What you will do:
Please copy exactly the lines from the top of the data through the line containing "pub async fn", and nothing else.

Data shown:
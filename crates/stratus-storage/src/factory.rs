#[cfg(feature = "storage-local")]
use crate::LocalStorage;
#[cfg(feature = "storage-oss")]
use crate::OssStorage;
use crate::{Storage, StorageBackend, StorageError, StorageResult};
use std::sync::Arc;
use stratus_core::Config;

/// Create a storage backend based on configuration
pub async fn create_storage(config: &Config) -> StorageResult<Arc<dyn Storage>> {
    let backend = config.storage_backend().unwrap_or(StorageBackend::Oss);

    match backend {
        #[cfg(feature = "storage-oss")]
        StorageBackend::Oss => {
            let bucket = config
                .oss_bucket()
                .map(String::from)
                .ok_or_else(|| StorageError::ConfigError("OSS_BUCKET not configured".to_string()))?;
            let endpoint = config.oss_endpoint().map(String::from).ok_or_else(|| {
                StorageError::ConfigError("OSS_ENDPOINT not configured".to_string())
            })?;
            let access_key_id = config.oss_access_key_id().map(String::from).ok_or_else(|| {
                StorageError::ConfigError("OSS_ACCESS_KEY_ID not configured".to_string())
            })?;
            let access_key_secret =
                config
                    .oss_access_key_secret()
                    .map(String::from)
                    .ok_or_else(|| {
                        StorageError::ConfigError("OSS_ACCESS_KEY_SECRET not configured".to_string())
                    })?;

            let storage = OssStorage::new(
                bucket,
                endpoint,
                access_key_id,
                access_key_secret,
                config.oss_public(),
            )?;
            Ok(Arc::new(storage))
        }

        #[cfg(not(feature = "storage-oss"))]
        StorageBackend::Oss => Err(StorageError::ConfigError(
            "OSS storage backend not available (storage-oss feature not enabled)".to_string(),
        )),

        #[cfg(feature = "storage-local")]
        StorageBackend::Local => {
            let base_path = config.local_storage_path().map(String::from).ok_or_else(|| {
                StorageError::ConfigError("LOCAL_STORAGE_PATH not configured".to_string())
            })?;
            let base_url = config
                .local_storage_base_url()
                .map(String::from)
                .ok_or_else(|| {
                    StorageError::ConfigError("LOCAL_STORAGE_BASE_URL not configured".to_string())
                })?;

            let storage = LocalStorage::new(base_path, base_url).await?;
            Ok(Arc::new(storage))
        }

        #[cfg(not(feature = "storage-local"))]
        StorageBackend::Local => Err(StorageError::ConfigError(
            "Local storage backend not available (storage-local feature not enabled)".to_string(),
        )),
    }
}

#[cfg(test)]
mod tests {
    use super::*;

    #[cfg(feature = "storage-local")]
    #[tokio::test]
    async fn local_backend_from_config() {
        let dir = tempfile::tempdir().unwrap();
        let config = Config {
            storage_backend: Some(StorageBackend::Local),
            local_storage_path: Some(dir.path().to_string_lossy().into_owned()),
            local_storage_base_url: Some("http://localhost:3000/blobs".to_string()),
            ..Config::default()
        };

        let storage = create_storage(&config).await.unwrap();
        assert_eq!(storage.backend_type(), StorageBackend::Local);
        assert!(storage.supports_serving_disposition());
    }

    #[tokio::test]
    async fn missing_oss_settings_is_config_error() {
        let config = Config {
            storage_backend: Some(StorageBackend::Oss),
            ..Config::default()
        };

        let result = create_storage(&config).await;
        assert!(matches!(result, Err(StorageError::ConfigError(_))));
    }

    #[cfg(feature = "storage-local")]
    #[tokio::test]
    async fn missing_local_settings_is_config_error() {
        let config = Config {
            storage_backend: Some(StorageBackend::Local),
            ..Config::default()
        };

        let result = create_storage(&config).await;
        assert!(matches!(result, Err(StorageError::ConfigError(_))));
    }
}
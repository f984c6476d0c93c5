//! Configuration module
//!
//! Configuration is read from the process environment. Binaries load a
//! `.env` file first (dotenvy), so every setting can also live there.

use std::env;

use crate::storage_types::StorageBackend;

const DEFAULT_URL_EXPIRY_SECS: u64 = 300;

/// Runtime configuration for the storage service.
#[derive(Clone, Debug, Default)]
pub struct Config {
    pub storage_backend: Option<StorageBackend>,
    // OSS settings
    pub oss_bucket: Option<String>,
    pub oss_endpoint: Option<String>,
    pub oss_access_key_id: Option<String>,
    pub oss_access_key_secret: Option<String>,
    /// Bucket objects are world-readable; URLs are plain public URLs
    /// instead of presigned ones.
    pub oss_public: bool,
    // Local filesystem settings
    pub local_storage_path: Option<String>,
    pub local_storage_base_url: Option<String>,
    /// Default expiry for generated service URLs, in seconds.
    pub url_expiry_secs: Option<u64>,
}

impl Config {
    /// Build a configuration from the process environment.
    pub fn from_env() -> Self {
        Config {
            storage_backend: env::var("STORAGE_BACKEND")
                .ok()
                .and_then(|s| s.parse().ok()),
            oss_bucket: env_opt("OSS_BUCKET"),
            oss_endpoint: env_opt("OSS_ENDPOINT"),
            oss_access_key_id: env_opt("OSS_ACCESS_KEY_ID"),
            oss_access_key_secret: env_opt("OSS_ACCESS_KEY_SECRET"),
            oss_public: env_bool("OSS_PUBLIC", false),
            local_storage_path: env_opt("LOCAL_STORAGE_PATH"),
            local_storage_base_url: env_opt("LOCAL_STORAGE_BASE_URL"),
            url_expiry_secs: env::var("URL_EXPIRY_SECS").ok().and_then(|s| s.parse().ok()),
        }
    }

    pub fn storage_backend(&self) -> Option<StorageBackend> {
        self.storage_backend
    }

    pub fn oss_bucket(&self) -> Option<&str> {
        self.oss_bucket.as_deref()
    }

    pub fn oss_endpoint(&self) -> Option<&str> {
        self.oss_endpoint.as_deref()
    }

    pub fn oss_access_key_id(&self) -> Option<&str> {
        self.oss_access_key_id.as_deref()
    }

    pub fn oss_access_key_secret(&self) -> Option<&str> {
        self.oss_access_key_secret.as_deref()
    }

    pub fn oss_public(&self) -> bool {
        self.oss_public
    }

    pub fn local_storage_path(&self) -> Option<&str> {
        self.local_storage_path.as_deref()
    }

    pub fn local_storage_base_url(&self) -> Option<&str> {
        self.local_storage_base_url.as_deref()
    }

    /// Expiry for generated URLs, falling back to the 5 minute default.
    pub fn url_expiry_secs(&self) -> u64 {
        self.url_expiry_secs.unwrap_or(DEFAULT_URL_EXPIRY_SECS)
    }
}

fn env_opt(name: &str) -> Option<String> {
    env::var(name).ok().filter(|s| !s.is_empty())
}

fn env_bool(name: &str, default: bool) -> bool {
    env::var(name)
        .ok()
        .map(|s| matches!(s.to_lowercase().as_str(), "1" | "true" | "yes"))
        .unwrap_or(default)
}

#[cfg(test)]
mod tests {
    use super::*;

    #[test]
    fn url_expiry_defaults() {
        let config = Config::default();
        assert_eq!(config.url_expiry_secs(), 300);

        let config = Config {
            url_expiry_secs: Some(60),
            ..Config::default()
        };
        assert_eq!(config.url_expiry_secs(), 60);
    }

    #[test]
    fn accessors_deref_options() {
        let config = Config {
            oss_bucket: Some("attachments".to_string()),
            ..Config::default()
        };
        assert_eq!(config.oss_bucket(), Some("attachments"));
        assert_eq!(config.oss_endpoint(), None);
        assert!(!config.oss_public());
    }
}
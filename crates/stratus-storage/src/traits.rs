//! Storage abstraction trait
//!
//! This module defines the Storage trait that all storage backends must implement.

use std::collections::HashMap;
use std::ops::Range;
use std::pin::Pin;
use std::time::Duration;

use async_trait::async_trait;
use bytes::Bytes;
use chrono::{DateTime, Utc};
use futures::Stream;
use stratus_core::{Disposition, Filename, StorageBackend};
use thiserror::Error;
use tokio::io::AsyncRead;

/// Storage operation errors
#[derive(Debug, Error)]
pub enum StorageError {
    #[error("Upload failed: {0}")]
    UploadFailed(String),

    #[error("Download failed: {0}")]
    DownloadFailed(String),

    #[error("Delete failed: {0}")]
    DeleteFailed(String),

    #[error("File not found: {0}")]
    NotFound(String),

    #[error("Integrity check failed for {key}: expected checksum {expected}, got {actual}")]
    IntegrityCheckFailed {
        key: String,
        expected: String,
        actual: String,
    },

    #[error("Invalid storage key: {0}")]
    InvalidKey(String),

    #[error("Operation not supported by this backend: {0}")]
    Unsupported(&'static str),

    #[error("Storage backend error: {0}")]
    BackendError(String),

    #[error("IO error: {0}")]
    IoError(#[from] std::io::Error),

    #[error("Configuration error: {0}")]
    ConfigError(String),
}

/// Result type for storage operations
pub type StorageResult<T> = Result<T, StorageError>;

/// Options for generating a service URL.
///
/// Disposition, filename and content type only take effect on backends that
/// can control serving headers; the OSS backend carries the filename in the
/// key layout instead.
#[derive(Debug, Clone)]
pub struct UrlOptions {
    /// How long a presigned URL stays valid. Ignored for public URLs.
    pub expires_in: Duration,
    pub disposition: Disposition,
    pub filename: Option<Filename>,
    pub content_type: Option<String>,
}

impl Default for UrlOptions {
    fn default() -> Self {
        UrlOptions {
            expires_in: Duration::from_secs(300),
            disposition: Disposition::Inline,
            filename: None,
            content_type: None,
        }
    }
}

/// A presigned direct-upload request.
#[derive(Debug, Clone, serde::Serialize)]
pub struct PresignedUpload {
    /// URL the client PUTs the file to.
    pub url: String,
    /// HTTP method to use.
    pub method: String,
    /// Headers the client must send with the request.
    pub headers: HashMap<String, String>,
    /// When the URL expires.
    pub expires_at: DateTime<Utc>,
}

/// Storage abstraction trait
///
/// All storage backends (OSS, local filesystem) must implement this trait.
/// Callers work against `Arc<dyn Storage>` without coupling to a provider.
///
/// **Key format:** opaque tokens from `stratus_core::blob_key`; see the
/// crate root documentation.
#[async_trait]
pub trait Storage: Send + Sync {
    /// Store `data` at `key`.
    ///
    /// When `checksum` (base64-encoded MD5 of the payload) is supplied and
    /// does not match, the upload fails with `IntegrityCheckFailed` and no
    /// object is left behind.
    async fn upload(
        &self,
        key: &str,
        content_type: &str,
        data: Vec<u8>,
        checksum: Option<&str>,
    ) -> StorageResult<()>;

    /// Store the contents of `reader` at `key` (for large files).
    ///
    /// `content_length` is a hint; the reader is consumed until EOF.
    async fn upload_stream(
        &self,
        key: &str,
        content_type: &str,
        content_length: Option<u64>,
        reader: Pin<Box<dyn AsyncRead + Send + Unpin>>,
    ) -> StorageResult<()>;

    /// Download the full object at `key`.
    async fn download(&self, key: &str) -> StorageResult<Vec<u8>>;

    /// Download the object at `key` as a stream of `Bytes` chunks.
    async fn download_stream(
        &self,
        key: &str,
    ) -> StorageResult<Pin<Box<dyn Stream<Item = Result<Bytes, StorageError>> + Send>>>;

    /// Download the byte range `range` of the object at `key`.
    ///
    /// A range reaching past the end of the object returns the available
    /// prefix rather than an error.
    async fn download_range(&self, key: &str, range: Range<u64>) -> StorageResult<Vec<u8>>;

    /// Delete the object at `key`. Deleting a missing object succeeds.
    async fn delete(&self, key: &str) -> StorageResult<()>;

    /// Delete every object whose key starts with `prefix`.
    async fn delete_prefixed(&self, prefix: &str) -> StorageResult<()>;

    /// Check whether an object exists at `key`.
    async fn exists(&self, key: &str) -> StorageResult<bool>;

    /// Size in bytes of the object at `key`.
    async fn content_length(&self, key: &str) -> StorageResult<u64>;

    /// Generate a URL for downloading the object at `key`.
    ///
    /// Public backends return a plain public URL; private ones a presigned
    /// GET URL honoring `opts.expires_in`.
    async fn url(&self, key: &str, opts: &UrlOptions) -> StorageResult<String>;

    /// Generate a presigned PUT URL for direct uploads.
    ///
    /// `checksum` (base64 MD5), when given, becomes a `Content-MD5` header
    /// the client must send.
    async fn presign_upload(
        &self,
        key: &str,
        content_type: &str,
        checksum: Option<&str>,
        expires_in: Duration,
    ) -> StorageResult<PresignedUpload>;

    /// Whether this backend can set the serving disposition (and thereby the
    /// download filename) of a generated URL. Backends answering `false` get
    /// filename-suffixed keys from `blob_key::generate_key`.
    fn supports_serving_disposition(&self) -> bool;

    /// Get the storage backend type
    fn backend_type(&self) -> StorageBackend;
}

Written response:
filename crates/stratus-storage/src/factory.rs
#[cfg(feature = "storage-local")]
use crate::LocalStorage;
#[cfg(feature = "storage-oss")]
use crate::OssStorage;
use crate::{Storage, StorageBackend, StorageError, StorageResult};
use std::sync::Arc;
use stratus_core::Config;

/// Create a storage backend based on configuration
pub async fn create_storage(config: &Config) -> StorageResult<Arc<dyn Storage>> {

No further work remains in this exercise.